_Given data_.
----------
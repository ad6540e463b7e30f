//! Piece and color types.

use std::fmt;

#[cfg(feature = "serde")]
use serde::{Deserialize, Serialize};

use super::square::Square;

/// Chess piece types.
#[derive(Clone, Copy, PartialEq, Eq, Hash, Debug)]
#[cfg_attr(feature = "serde", derive(Serialize, Deserialize))]
pub enum PieceKind {
    Pawn,
    Knight,
    Bishop,
    Rook,
    Queen,
    King,
}

impl PieceKind {
    /// Parse a piece kind from a character of either case (p, n, b, r, q, k)
    #[must_use]
    pub fn from_char(c: char) -> Option<PieceKind> {
        match c.to_ascii_lowercase() {
            'p' => Some(PieceKind::Pawn),
            'n' => Some(PieceKind::Knight),
            'b' => Some(PieceKind::Bishop),
            'r' => Some(PieceKind::Rook),
            'q' => Some(PieceKind::Queen),
            'k' => Some(PieceKind::King),
            _ => None,
        }
    }

    /// Convert piece kind to lowercase character
    #[inline]
    #[must_use]
    pub const fn to_char(self) -> char {
        match self {
            PieceKind::Pawn => 'p',
            PieceKind::Knight => 'n',
            PieceKind::Bishop => 'b',
            PieceKind::Rook => 'r',
            PieceKind::Queen => 'q',
            PieceKind::King => 'k',
        }
    }

    /// Material value in centipawns.
    ///
    /// The king is valued at 20000 so that no exchange ever looks like it
    /// pays for losing it.
    #[inline]
    #[must_use]
    pub const fn value(self) -> i32 {
        match self {
            PieceKind::Pawn => 100,
            PieceKind::Knight => 320,
            PieceKind::Bishop => 330,
            PieceKind::Rook => 500,
            PieceKind::Queen => 900,
            PieceKind::King => 20000,
        }
    }

    /// Returns true for the kinds a pawn may promote to.
    #[inline]
    #[must_use]
    pub const fn is_promotion_target(self) -> bool {
        matches!(
            self,
            PieceKind::Queen | PieceKind::Rook | PieceKind::Bishop | PieceKind::Knight
        )
    }
}

/// Promotion piece choices in order of typical preference (queen first)
pub(crate) const PROMOTION_KINDS: [PieceKind; 4] = [
    PieceKind::Queen,
    PieceKind::Rook,
    PieceKind::Bishop,
    PieceKind::Knight,
];

/// Chess colors.
#[derive(Clone, Copy, PartialEq, Eq, Hash, Debug)]
#[cfg_attr(feature = "serde", derive(Serialize, Deserialize))]
pub enum Color {
    White,
    Black,
}

impl Color {
    /// Both colors in index order (White=0, Black=1)
    pub const BOTH: [Color; 2] = [Color::White, Color::Black];

    /// Returns the opposite color
    #[inline]
    #[must_use]
    pub const fn opponent(self) -> Color {
        match self {
            Color::White => Color::Black,
            Color::Black => Color::White,
        }
    }

    /// Scoring sign for evaluation (+1 for White, -1 for Black)
    #[inline]
    #[must_use]
    pub(crate) const fn sign(self) -> i32 {
        match self {
            Color::White => 1,
            Color::Black => -1,
        }
    }

    /// Back row for this color (7 for White, 0 for Black)
    #[inline]
    #[must_use]
    pub const fn back_row(self) -> usize {
        match self {
            Color::White => 7,
            Color::Black => 0,
        }
    }

    /// Pawn forward direction in rows (-1 for White, +1 for Black)
    #[inline]
    #[must_use]
    pub const fn pawn_direction(self) -> isize {
        match self {
            Color::White => -1,
            Color::Black => 1,
        }
    }

    /// Pawn starting row (6 for White, 1 for Black)
    #[inline]
    #[must_use]
    pub const fn pawn_start_row(self) -> usize {
        match self {
            Color::White => 6,
            Color::Black => 1,
        }
    }

    /// Pawn promotion row (0 for White, 7 for Black)
    #[inline]
    #[must_use]
    pub const fn promotion_row(self) -> usize {
        match self {
            Color::White => 0,
            Color::Black => 7,
        }
    }
}

impl fmt::Display for Color {
    fn fmt(&self, f: &mut fmt::Formatter<'_>) -> fmt::Result {
        match self {
            Color::White => write!(f, "White"),
            Color::Black => write!(f, "Black"),
        }
    }
}

/// A piece standing on the board.
///
/// `square` always mirrors the board cell holding the piece. `has_moved`
/// only matters for castling.
#[derive(Clone, Copy, PartialEq, Eq, Hash, Debug)]
#[cfg_attr(feature = "serde", derive(Serialize, Deserialize))]
pub struct Piece {
    pub kind: PieceKind,
    pub color: Color,
    pub square: Square,
    pub has_moved: bool,
}

impl Piece {
    /// Create an unmoved piece.
    #[must_use]
    pub const fn new(kind: PieceKind, color: Color, square: Square) -> Self {
        Piece {
            kind,
            color,
            square,
            has_moved: false,
        }
    }

    /// Copy of this piece relocated to `to`, marked as moved.
    #[inline]
    #[must_use]
    pub const fn moved_to(self, to: Square) -> Self {
        Piece {
            square: to,
            has_moved: true,
            ..self
        }
    }

    /// Copy of this piece with its kind rewritten (promotion).
    #[inline]
    #[must_use]
    pub const fn promoted(self, kind: PieceKind) -> Self {
        Piece {
            kind,
            has_moved: true,
            ..self
        }
    }

    /// Single-letter code, uppercase for White.
    #[inline]
    #[must_use]
    pub fn to_fen_char(self) -> char {
        let c = self.kind.to_char();
        if self.color == Color::White {
            c.to_ascii_uppercase()
        } else {
            c
        }
    }
}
----------
_Your assignment_.
Reproduce the full listing above, character for character.

_Written response_.
repository ad6540e463b7e30f
//! Piece and color types.

use std::fmt;

#[cfg(feature = "serde")]
use serde::{Deserialize, Serialize};

use super::square::Square;

/// Chess piece types.
#[derive(Clone, Copy, PartialEq, Eq, Hash, Debug)]
#[cfg_attr(feature = "serde", derive(Serialize, Deserialize))]
pub enum PieceKind {
    Pawn,
    Knight,
    Bishop,
    Rook,
    Queen,
    King,
}

impl PieceKind {
    /// Parse a piece kind from a character of either case (p, n, b, r, q, k)
    #[must_use]
    pub fn from_char(c: char) -> Option<PieceKind> {
        match c.to_ascii_lowercase() {
            'p' => Some(PieceKind::Pawn),
            'n' => Some(PieceKind::Knight),
            'b' => Some(PieceKind::Bishop),
            'r' => Some(PieceKind::Rook),
            'q' => Some(PieceKind::Queen),
            'k' => Some(PieceKind::King),
            _ => None,
        }
    }

    /// Convert piece kind to lowercase character
    #[inline]
    #[must_use]
    pub const fn to_char(self) -> char {
        match self {
            PieceKind::Pawn => 'p',
            PieceKind::Knight => 'n',
            PieceKind::Bishop => 'b',
            PieceKind::Rook => 'r',
            PieceKind::Queen => 'q',
            PieceKind::King => 'k',
        }
    }

    /// Material value in centipawns.
    ///
    /// The king is valued at 20000 so that no exchange ever looks like it
    /// pays for losing it.
    #[inline]
    #[must_use]
    pub const fn value(self) -> i32 {
        match self {
            PieceKind::Pawn => 100,
            PieceKind::Knight => 320,
            PieceKind::Bishop => 330,
            PieceKind::Rook => 500,
            PieceKind::Queen => 900,
            PieceKind::King => 20000,
        }
    }

    /// Returns true for the kinds a pawn may promote to.
    #[inline]
    #[must_use]
    pub const fn is_promotion_target(self) -> bool {
        matches!(
            self,
            PieceKind::Queen | PieceKind::Rook | PieceKind::Bishop | PieceKind::Knight
        )
    }
}

/// Promotion piece choices in order of typical preference (queen first)
pub(crate) const PROMOTION_KINDS: [PieceKind; 4] = [
    PieceKind::Queen,
    PieceKind::Rook,
    PieceKind::Bishop,
    PieceKind::Knight,
];

/// Chess colors.
#[derive(Clone, Copy, PartialEq, Eq, Hash, Debug)]
#[cfg_attr(feature = "serde", derive(Serialize, Deserialize))]
pub enum Color {
    White,
    Black,
}

impl Color {
    /// Both colors in index order (White=0, Black=1)
    pub const BOTH: [Color; 2] = [Color::White, Color::Black];

    /// Returns the opposite color
    #[inline]
    #[must_use]
    pub const fn opponent(self) -> Color {
        match self {
            Color::White => Color::Black,
            Color::Black => Color::White,
        }
    }

    /// Scoring sign for evaluation (+1 for White, -1 for Black)
    #[inline]
    #[must_use]
    pub(crate) const fn sign(self) -> i32 {
        match self {
            Color::White => 1,
            Color::Black => -1,
        }
    }

    /// Back row for this color (7 for White, 0 for Black)
    #[inline]
    #[must_use]
    pub const fn back_row(self) -> usize {
        match self {
            Color::White => 7,
            Color::Black => 0,
        }
    }

    /// Pawn forward direction in rows (-1 for White, +1 for Black)
    #[inline]
    #[must_use]
    pub const fn pawn_direction(self) -> isize {
        match self {
            Color::White => -1,
            Color::Black => 1,
        }
    }

    /// Pawn starting row (6 for White, 1 for Black)
    #[inline]
    #[must_use]
    pub const fn pawn_start_row(self) -> usize {
        match self {
            Color::White => 6,
            Color::Black => 1,
        }
    }

    /// Pawn promotion row (0 for White, 7 for Black)
    #[inline]
    #[must_use]
    pub const fn promotion_row(self) -> usize {
        match self {
            Color::White => 0,
            Color::Black => 7,
        }
    }
}

impl fmt::Display for Color {
    fn fmt(&self, f: &mut fmt::Formatter<'_>) -> fmt::Result {
        match self {
            Color::White => write!(f, "White"),
            Color::Black => write!(f, "Black"),
        }
    }
}

/// A piece standing on the board.
///
/// `square` always mirrors the board cell holding the piece. `has_moved`
/// only matters for castling.
#[derive(Clone, Copy, PartialEq, Eq, Hash, Debug)]
#[cfg_attr(feature = "serde", derive(Serialize, Deserialize))]
pub struct Piece {
    pub kind: PieceKind,
    pub color: Color,
    pub square: Square,
    pub has_moved: bool,
}

impl Piece {
    /// Create an unmoved piece.
    #[must_use]
    pub const fn new(kind: PieceKind, color: Color, square: Square) -> Self {
        Piece {
            kind,
            color,
            square,
            has_moved: false,
        }
    }

    /// Copy of this piece relocated to `to`, marked as moved.
    #[inline]
    #[must_use]
    pub const fn moved_to(self, to: Square) -> Self {
        Piece {
            square: to,
            has_moved: true,
            ..self
        }
    }

    /// Copy of this piece with its kind rewritten (promotion).
    #[inline]
    #[must_use]
    pub const fn promoted(self, kind: PieceKind) -> Self {
        Piece {
            kind,
            has_moved: true,
            ..self
        }
    }

    /// Single-letter code, uppercase for White.
    #[inline]
    #[must_use]
    pub fn to_fen_char(self) -> char {
        let c = self.kind.to_char();
        if self.color == Color::White {
            c.to_ascii_uppercase()
        } else {
            c
        }
    }
}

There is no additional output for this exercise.